(Excerpts from a dataset)

......

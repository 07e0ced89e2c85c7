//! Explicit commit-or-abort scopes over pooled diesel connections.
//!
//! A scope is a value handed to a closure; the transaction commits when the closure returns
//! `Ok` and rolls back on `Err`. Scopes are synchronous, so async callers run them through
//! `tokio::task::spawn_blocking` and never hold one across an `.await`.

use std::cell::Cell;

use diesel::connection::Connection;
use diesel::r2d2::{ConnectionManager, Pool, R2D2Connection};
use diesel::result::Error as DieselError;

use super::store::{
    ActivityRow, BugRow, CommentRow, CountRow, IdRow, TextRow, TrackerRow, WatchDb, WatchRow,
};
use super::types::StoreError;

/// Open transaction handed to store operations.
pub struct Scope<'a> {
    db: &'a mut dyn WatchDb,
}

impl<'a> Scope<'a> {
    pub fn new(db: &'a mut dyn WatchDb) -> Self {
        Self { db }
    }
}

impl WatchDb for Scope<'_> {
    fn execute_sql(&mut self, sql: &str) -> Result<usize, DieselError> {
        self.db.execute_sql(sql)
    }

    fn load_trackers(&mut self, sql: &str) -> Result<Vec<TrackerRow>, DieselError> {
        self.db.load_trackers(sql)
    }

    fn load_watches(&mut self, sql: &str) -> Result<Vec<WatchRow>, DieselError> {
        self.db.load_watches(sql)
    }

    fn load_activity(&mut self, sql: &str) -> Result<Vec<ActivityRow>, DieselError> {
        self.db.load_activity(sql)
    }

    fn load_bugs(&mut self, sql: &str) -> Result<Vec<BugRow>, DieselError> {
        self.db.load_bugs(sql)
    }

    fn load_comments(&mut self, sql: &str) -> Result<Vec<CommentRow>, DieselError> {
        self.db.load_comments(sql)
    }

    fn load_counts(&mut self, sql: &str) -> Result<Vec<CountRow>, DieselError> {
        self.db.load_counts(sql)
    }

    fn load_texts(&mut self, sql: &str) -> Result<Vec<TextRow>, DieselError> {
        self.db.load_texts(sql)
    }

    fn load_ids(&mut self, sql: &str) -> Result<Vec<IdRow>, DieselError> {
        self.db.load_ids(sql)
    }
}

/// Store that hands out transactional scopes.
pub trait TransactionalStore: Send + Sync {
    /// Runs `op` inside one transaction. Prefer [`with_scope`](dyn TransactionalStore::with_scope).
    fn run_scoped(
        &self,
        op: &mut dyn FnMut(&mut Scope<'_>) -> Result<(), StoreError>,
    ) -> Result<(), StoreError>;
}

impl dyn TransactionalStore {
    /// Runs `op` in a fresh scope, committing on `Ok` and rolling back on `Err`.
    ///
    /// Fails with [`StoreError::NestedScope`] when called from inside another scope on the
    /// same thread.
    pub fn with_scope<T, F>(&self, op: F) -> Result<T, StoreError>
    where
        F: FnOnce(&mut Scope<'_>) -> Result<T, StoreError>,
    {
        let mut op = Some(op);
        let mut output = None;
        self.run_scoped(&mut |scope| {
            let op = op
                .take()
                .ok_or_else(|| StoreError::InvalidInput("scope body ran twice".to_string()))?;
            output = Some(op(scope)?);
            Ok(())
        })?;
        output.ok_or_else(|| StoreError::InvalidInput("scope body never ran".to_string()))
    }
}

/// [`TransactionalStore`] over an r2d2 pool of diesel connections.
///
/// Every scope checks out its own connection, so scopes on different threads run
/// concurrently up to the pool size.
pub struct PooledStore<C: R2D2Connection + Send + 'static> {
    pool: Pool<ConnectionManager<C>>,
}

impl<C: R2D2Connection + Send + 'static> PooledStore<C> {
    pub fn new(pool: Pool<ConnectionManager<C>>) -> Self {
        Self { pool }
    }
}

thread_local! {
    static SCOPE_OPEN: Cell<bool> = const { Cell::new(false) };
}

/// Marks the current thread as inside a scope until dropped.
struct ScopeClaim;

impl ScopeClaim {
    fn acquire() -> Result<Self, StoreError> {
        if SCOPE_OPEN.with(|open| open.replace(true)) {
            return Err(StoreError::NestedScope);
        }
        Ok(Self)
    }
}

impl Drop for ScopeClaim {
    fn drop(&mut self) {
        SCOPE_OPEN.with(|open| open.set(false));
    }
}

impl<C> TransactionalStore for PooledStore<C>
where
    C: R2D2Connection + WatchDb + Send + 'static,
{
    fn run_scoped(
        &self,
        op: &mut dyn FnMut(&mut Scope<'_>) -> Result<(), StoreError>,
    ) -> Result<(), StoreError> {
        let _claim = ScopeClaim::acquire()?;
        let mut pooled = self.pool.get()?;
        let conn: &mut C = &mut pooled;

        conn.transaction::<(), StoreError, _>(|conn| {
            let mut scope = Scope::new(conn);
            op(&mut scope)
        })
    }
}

......

◆ **Work to be completed**
Nothing may be omitted. Restate all of the entries exactly.

◆ **Answer to this exercise**
repository 07e0ced89e2c85c7
//! Explicit commit-or-abort scopes over pooled diesel connections.
//!
//! A scope is a value handed to a closure; the transaction commits when the closure returns
//! `Ok` and rolls back on `Err`. Scopes are synchronous, so async callers run them through
//! `tokio::task::spawn_blocking` and never hold one across an `.await`.

use std::cell::Cell;

use diesel::connection::Connection;
use diesel::r2d2::{ConnectionManager, Pool, R2D2Connection};
use diesel::result::Error as DieselError;

use super::store::{
    ActivityRow, BugRow, CommentRow, CountRow, IdRow, TextRow, TrackerRow, WatchDb, WatchRow,
};
use super::types::StoreError;

/// Open transaction handed to store operations.
pub struct Scope<'a> {
    db: &'a mut dyn WatchDb,
}

impl<'a> Scope<'a> {
    pub fn new(db: &'a mut dyn WatchDb) -> Self {
        Self { db }
    }
}

impl WatchDb for Scope<'_> {
    fn execute_sql(&mut self, sql: &str) -> Result<usize, DieselError> {
        self.db.execute_sql(sql)
    }

    fn load_trackers(&mut self, sql: &str) -> Result<Vec<TrackerRow>, DieselError> {
        self.db.load_trackers(sql)
    }

    fn load_watches(&mut self, sql: &str) -> Result<Vec<WatchRow>, DieselError> {
        self.db.load_watches(sql)
    }

    fn load_activity(&mut self, sql: &str) -> Result<Vec<ActivityRow>, DieselError> {
        self.db.load_activity(sql)
    }

    fn load_bugs(&mut self, sql: &str) -> Result<Vec<BugRow>, DieselError> {
        self.db.load_bugs(sql)
    }

    fn load_comments(&mut self, sql: &str) -> Result<Vec<CommentRow>, DieselError> {
        self.db.load_comments(sql)
    }

    fn load_counts(&mut self, sql: &str) -> Result<Vec<CountRow>, DieselError> {
        self.db.load_counts(sql)
    }

    fn load_texts(&mut self, sql: &str) -> Result<Vec<TextRow>, DieselError> {
        self.db.load_texts(sql)
    }

    fn load_ids(&mut self, sql: &str) -> Result<Vec<IdRow>, DieselError> {
        self.db.load_ids(sql)
    }
}

/// Store that hands out transactional scopes.
pub trait TransactionalStore: Send + Sync {
    /// Runs `op` inside one transaction. Prefer [`with_scope`](dyn TransactionalStore::with_scope).
    fn run_scoped(
        &self,
        op: &mut dyn FnMut(&mut Scope<'_>) -> Result<(), StoreError>,
    ) -> Result<(), StoreError>;
}

impl dyn TransactionalStore {
    /// Runs `op` in a fresh scope, committing on `Ok` and rolling back on `Err`.
    ///
    /// Fails with [`StoreError::NestedScope`] when called from inside another scope on the
    /// same thread.
    pub fn with_scope<T, F>(&self, op: F) -> Result<T, StoreError>
    where
        F: FnOnce(&mut Scope<'_>) -> Result<T, StoreError>,
    {
        let mut op = Some(op);
        let mut output = None;
        self.run_scoped(&mut |scope| {
            let op = op
                .take()
                .ok_or_else(|| StoreError::InvalidInput("scope body ran twice".to_string()))?;
            output = Some(op(scope)?);
            Ok(())
        })?;
        output.ok_or_else(|| StoreError::InvalidInput("scope body never ran".to_string()))
    }
}

/// [`TransactionalStore`] over an r2d2 pool of diesel connections.
///
/// Every scope checks out its own connection, so scopes on different threads run
/// concurrently up to the pool size.
pub struct PooledStore<C: R2D2Connection + Send + 'static> {
    pool: Pool<ConnectionManager<C>>,
}

impl<C: R2D2Connection + Send + 'static> PooledStore<C> {
    pub fn new(pool: Pool<ConnectionManager<C>>) -> Self {
        Self { pool }
    }
}

thread_local! {
    static SCOPE_OPEN: Cell<bool> = const { Cell::new(false) };
}

/// Marks the current thread as inside a scope until dropped.
struct ScopeClaim;

impl ScopeClaim {
    fn acquire() -> Result<Self, StoreError> {
        if SCOPE_OPEN.with(|open| open.replace(true)) {
            return Err(StoreError::NestedScope);
        }
        Ok(Self)
    }
}

impl Drop for ScopeClaim {
    fn drop(&mut self) {
        SCOPE_OPEN.with(|open| open.set(false));
    }
}

impl<C> TransactionalStore for PooledStore<C>
where
    C: R2D2Connection + WatchDb + Send + 'static,
{
    fn run_scoped(
        &self,
        op: &mut dyn FnMut(&mut Scope<'_>) -> Result<(), StoreError>,
    ) -> Result<(), StoreError> {
        let _claim = ScopeClaim::acquire()?;
        let mut pooled = self.pool.get()?;
        let conn: &mut C = &mut pooled;

        conn.transaction::<(), StoreError, _>(|conn| {
            let mut scope = Scope::new(conn);
            op(&mut scope)
        })
    }
}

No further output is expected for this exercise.